There is more than one way to create comfort. One way involves lots of calories and icing.
How about something hot?
This won't work if you live in the tropics, but if you are in rural Massachusetts where I started my day at 10 degrees Fahrenheit - this will work!
A fantastic way to get the comfort you need is with a delicious soup. Most soups will only set you back about 100 calories for a cup and they are incredibly nutritious.
Soups in the grocery store come in boxes, cans, jars, and in the refrigerated case. My grocery store has its own soup label and it comes in a plastic container.
There are two things to remember when choosing a soup:
- Stay away from the cream soups (if you are watching your weight).
- Homemade soup is the BEST.
Yes, I am an advocate for homemade soup because it is ridiculously easy to make and it tastes better than the packaged kind. It is also inexpensive and you can keep your sodium levels under control.
BUT, I know there are some great packaged soups out there. True confession: I never buy packaged soups so I have no idea what to recommend (please help in comment section).
I make my own soup, and I do it often. Today, in fact, I will churn out my favorite chicken noodle soup which will make the house smell wonderful and sooth my sore throat.
It is my Martha Stewart moment of perfection in a world of dirty socks on the floor.
(don't get me started on the socks)
Below, I have shared my recipe that I have used 100's of times. The key to this recipe is that I make my own chicken stock. Why? Because it tastes SO much better than packaged stock (and I save money).
I use a chicken for both making the stock AND the soup. Basically, I simmer the chicken for 40 minutes to cook it, store it in the fridge, and then take the meat of the bones and add it to the soup.

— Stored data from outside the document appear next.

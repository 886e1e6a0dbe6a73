use crate::{
    core::{column::ColumnDescriptor, data_type::ColumnType, utils::decode_hex, value::Value},
    error::ModelError,
    records::row::Row,
};
use chrono::{DateTime, NaiveDate, NaiveDateTime, Utc};
use rust_decimal::Decimal;
use serde::Deserialize;
use serde_json::Value as JsonValue;
use std::str::FromStr;

/// An in-memory tabular dataset: named, typed columns plus ordered rows.
#[derive(Debug, Clone, Default, PartialEq)]
pub struct DataTable {
    columns: Vec<ColumnDescriptor>,
    rows: Vec<Row>,
}

#[derive(Debug, Deserialize)]
struct TableDocument {
    columns: Vec<ColumnDocument>,
    #[serde(default)]
    rows: Vec<JsonValue>,
}

#[derive(Debug, Deserialize)]
struct ColumnDocument {
    name: String,
    #[serde(rename = "type", default = "default_type_name")]
    type_name: String,
}

fn default_type_name() -> String {
    "text".to_string()
}

impl DataTable {
    pub fn new() -> Self {
        Self::default()
    }

    /// Appends a column. Names are unique ignoring ASCII case.
    pub fn add_column(
        &mut self,
        name: impl Into<String>,
        type_name: impl Into<String>,
    ) -> Result<&mut Self, ModelError> {
        let name = name.into();
        if self.column_index(&name).is_some() {
            return Err(ModelError::DuplicateColumn(name));
        }

        let ordinal = self.columns.len();
        self.columns
            .push(ColumnDescriptor::new(name, type_name, ordinal));
        Ok(self)
    }

    pub fn add_row(&mut self, values: Vec<Value>) -> Result<&mut Self, ModelError> {
        if values.len() != self.columns.len() {
            return Err(ModelError::RowArity {
                row: self.rows.len(),
                expected: self.columns.len(),
                actual: values.len(),
            });
        }

        self.rows.push(Row::new(values));
        Ok(self)
    }

    pub fn columns(&self) -> &[ColumnDescriptor] {
        &self.columns
    }

    pub fn rows(&self) -> &[Row] {
        &self.rows
    }

    pub fn row_count(&self) -> usize {
        self.rows.len()
    }

    pub fn is_empty(&self) -> bool {
        self.rows.is_empty()
    }

    /// Position of a column, preferring an exact match over a case-insensitive one.
    pub fn column_index(&self, name: &str) -> Option<usize> {
        self.columns
            .iter()
            .position(|c| c.name == name)
            .or_else(|| self.columns.iter().position(|c| c.matches(name)))
    }

    /// Builds a table from a JSON document of the form
    /// `{"columns": [{"name": "id", "type": "int"}], "rows": [[1], {"id": 2}]}`.
    ///
    /// Rows may be positional arrays or objects keyed by column name; keys
    /// missing from an object read as null. Cells are converted according to
    /// the column's resolved type.
    pub fn from_json(document: &str) -> Result<Self, ModelError> {
        let doc: TableDocument = serde_json::from_str(document)?;

        let mut table = DataTable::new();
        for column in doc.columns {
            table.add_column(column.name, column.type_name)?;
        }

        for (index, raw) in doc.rows.iter().enumerate() {
            let cells = table.json_row_cells(index, raw)?;
            let values = table
                .columns
                .iter()
                .zip(cells)
                .map(|(column, cell)| json_to_value(column, cell))
                .collect::<Result<Vec<_>, _>>()?;
            table.add_row(values)?;
        }

        Ok(table)
    }

    fn json_row_cells<'a>(
        &self,
        index: usize,
        raw: &'a JsonValue,
    ) -> Result<Vec<&'a JsonValue>, ModelError> {
        match raw {
            JsonValue::Array(items) => {
                if items.len() != self.columns.len() {
                    return Err(ModelError::RowArity {
                        row: index,
                        expected: self.columns.len(),
                        actual: items.len(),
                    });
                }
                Ok(items.iter().collect())
            }
            JsonValue::Object(map) => {
                if let Some(unknown) = map.keys().find(|key| self.column_index(key).is_none()) {
                    return Err(ModelError::UnknownColumn(unknown.clone()));
                }

                Ok(self
                    .columns
                    .iter()
                    .map(|column| {
                        map.get(&column.name)
                            .or_else(|| {
                                map.iter()
                                    .find(|(key, _)| column.matches(key))
                                    .map(|(_, value)| value)
                            })
                            .unwrap_or(&JsonValue::Null)
                    })
                    .collect())
            }
            other => Err(ModelError::InvalidValue {
                column: format!("<row {index}>"),
                message: format!("expected an array or object, got {other}"),
            }),
        }
    }
}

fn json_to_value(column: &ColumnDescriptor, json: &JsonValue) -> Result<Value, ModelError> {
    if json.is_null() {
        return Ok(Value::Null);
    }
    // Blank cells of typed columns stay empty strings so a load can send them as NULL.
    if column.column_type != ColumnType::Text && json.as_str().is_some_and(|s| s.trim().is_empty()) {
        return Ok(Value::String(String::new()));
    }

    let invalid = |message: String| ModelError::InvalidValue {
        column: column.name.clone(),
        message,
    };

    match column.column_type {
        ColumnType::Text => Ok(Value::String(match json {
            JsonValue::String(s) => s.clone(),
            other => other.to_string(),
        })),
        ColumnType::Integer => match json {
            JsonValue::Number(n) => n
                .as_i64()
                .map(Value::Int)
                .ok_or_else(|| invalid(format!("{n} is not an integer"))),
            JsonValue::String(s) => s
                .trim()
                .parse::<i64>()
                .map(Value::Int)
                .map_err(|e| invalid(format!("'{s}': {e}"))),
            other => Err(invalid(format!("expected an integer, got {other}"))),
        },
        ColumnType::Float => match json {
            JsonValue::Number(n) => n
                .as_f64()
                .map(Value::Float)
                .ok_or_else(|| invalid(format!("{n} is not a number"))),
            JsonValue::String(s) => s
                .trim()
                .parse::<f64>()
                .map(Value::Float)
                .map_err(|e| invalid(format!("'{s}': {e}"))),
            other => Err(invalid(format!("expected a number, got {other}"))),
        },
        ColumnType::Decimal => {
            let text = match json {
                JsonValue::Number(n) => n.to_string(),
                JsonValue::String(s) => s.trim().to_string(),
                other => return Err(invalid(format!("expected a decimal, got {other}"))),
            };
            Decimal::from_str(&text)
                .or_else(|_| Decimal::from_scientific(&text))
                .map(Value::Decimal)
                .map_err(|e| invalid(format!("'{text}': {e}")))
        }
        ColumnType::Date => {
            let text = json
                .as_str()
                .ok_or_else(|| invalid(format!("expected a date string, got {json}")))?;
            NaiveDate::parse_from_str(text.trim(), "%Y-%m-%d")
                .map(Value::Date)
                .map_err(|e| invalid(format!("'{text}': {e}")))
        }
        ColumnType::DateTime => {
            let text = json
                .as_str()
                .ok_or_else(|| invalid(format!("expected a date-time string, got {json}")))?;
            parse_datetime(text.trim()).ok_or_else(|| invalid(format!("'{text}' is not a date-time")))
        }
        ColumnType::Binary => match json {
            JsonValue::String(s) => decode_hex(s)
                .map(Value::Bytes)
                .ok_or_else(|| invalid(format!("'{s}' is not hex-encoded"))),
            JsonValue::Array(items) => items
                .iter()
                .map(|item| {
                    item.as_u64()
                        .and_then(|b| u8::try_from(b).ok())
                        .ok_or_else(|| invalid(format!("{item} is not a byte")))
                })
                .collect::<Result<Vec<u8>, _>>()
                .map(Value::Bytes),
            other => Err(invalid(format!("expected bytes, got {other}"))),
        },
        ColumnType::Other => Ok(match json {
            JsonValue::Bool(b) => Value::Boolean(*b),
            JsonValue::Number(n) => match n.as_i64() {
                Some(i) => Value::Int(i),
                None => Value::Float(n.as_f64().unwrap_or_default()),
            },
            JsonValue::String(s) => Value::String(s.clone()),
            other => Value::Json(other.clone()),
        }),
    }
}

fn parse_datetime(text: &str) -> Option<Value> {
    if let Ok(ts) = DateTime::parse_from_rfc3339(text) {
        return Some(Value::TimestampTz(ts.with_timezone(&Utc)));
    }

    ["%Y-%m-%dT%H:%M:%S%.f", "%Y-%m-%d %H:%M:%S%.f", "%Y-%m-%dT%H:%M", "%Y-%m-%d %H:%M"]
        .iter()
        .find_map(|fmt| NaiveDateTime::parse_from_str(text, fmt).ok())
        .or_else(|| {
            NaiveDate::parse_from_str(text, "%Y-%m-%d")
                .ok()
                .and_then(|d| d.and_hms_opt(0, 0, 0))
        })
        .map(Value::Timestamp)
}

This chicken soup recipe takes two days and is much more intense then the usual Snack Girl recipes. Trust me, it is worth the work.
The recipe below has a lot of pasta because I have children who love pasta. But, if you are watching your weight, you probably want to avoid the pasta. A serving size is going to vary a bit - but I would say between 1 1/2 to 2 cups of soup.
Here are the nutritional facts for one serving:
With the pasta:
304 calories, 4.3 g fat, 27.6 g carbohydrates, 36.1 g protein, 1.1 g fiber, 280 mg sodium
Without the pasta:
192 calories, 4.2 g fat, 3.0 g carbohydrates, 33.9 g protein, 0.7 g fiber, 280 mg sodium
Homemade Chicken Soup
Chicken Stock (make one day ahead)
1 whole 3-4 pound chicken (rinsed and patted dry)
1 cup roughly chopped onion (no need to peel)
1 cup chopped carrot
1/2 cup chopped celery
1 pinch dried thyme
1 bay leaf (optional)
1 teaspoon salt
14 cups of water (3 1/2 quarts)
Combine all ingredients in stock pot and add water. Bring to a boil, and then adjust heat so that the mixture sends up a few bubbles at a time. Cook until the chicken is done (about 40 minutes). Strain into a large bowl and press on vegetables to get out as much stock. Refrigerate overnight so that you can remove the fat which will harden at the surface of the liquid.
Chicken Stock from day before (about 12-14 cups)
2 cups pasta (Rotini is a good shape for this)
4 carrots, peeled and cut into thin slices
4 celery stalks, minced
3-4 pound chicken from day before
Salt and Pepper to taste
Remove fat from surface of stock with a spoon. Cut chicken meat off the carcass and chop. Pour stock into large, deep saucepan or casserole and bring to a boil. Adjust heat so that the stock simmers. Add the pasta, carrot, celery and cook until tender (about 20 minutes). Add cooked chicken and adjust seasonings. I usually add a lot of salt at this step because I find the soup at this point to be pretty bland.
Anyone have a favorite soup? Packaged and recipe suggestions please!.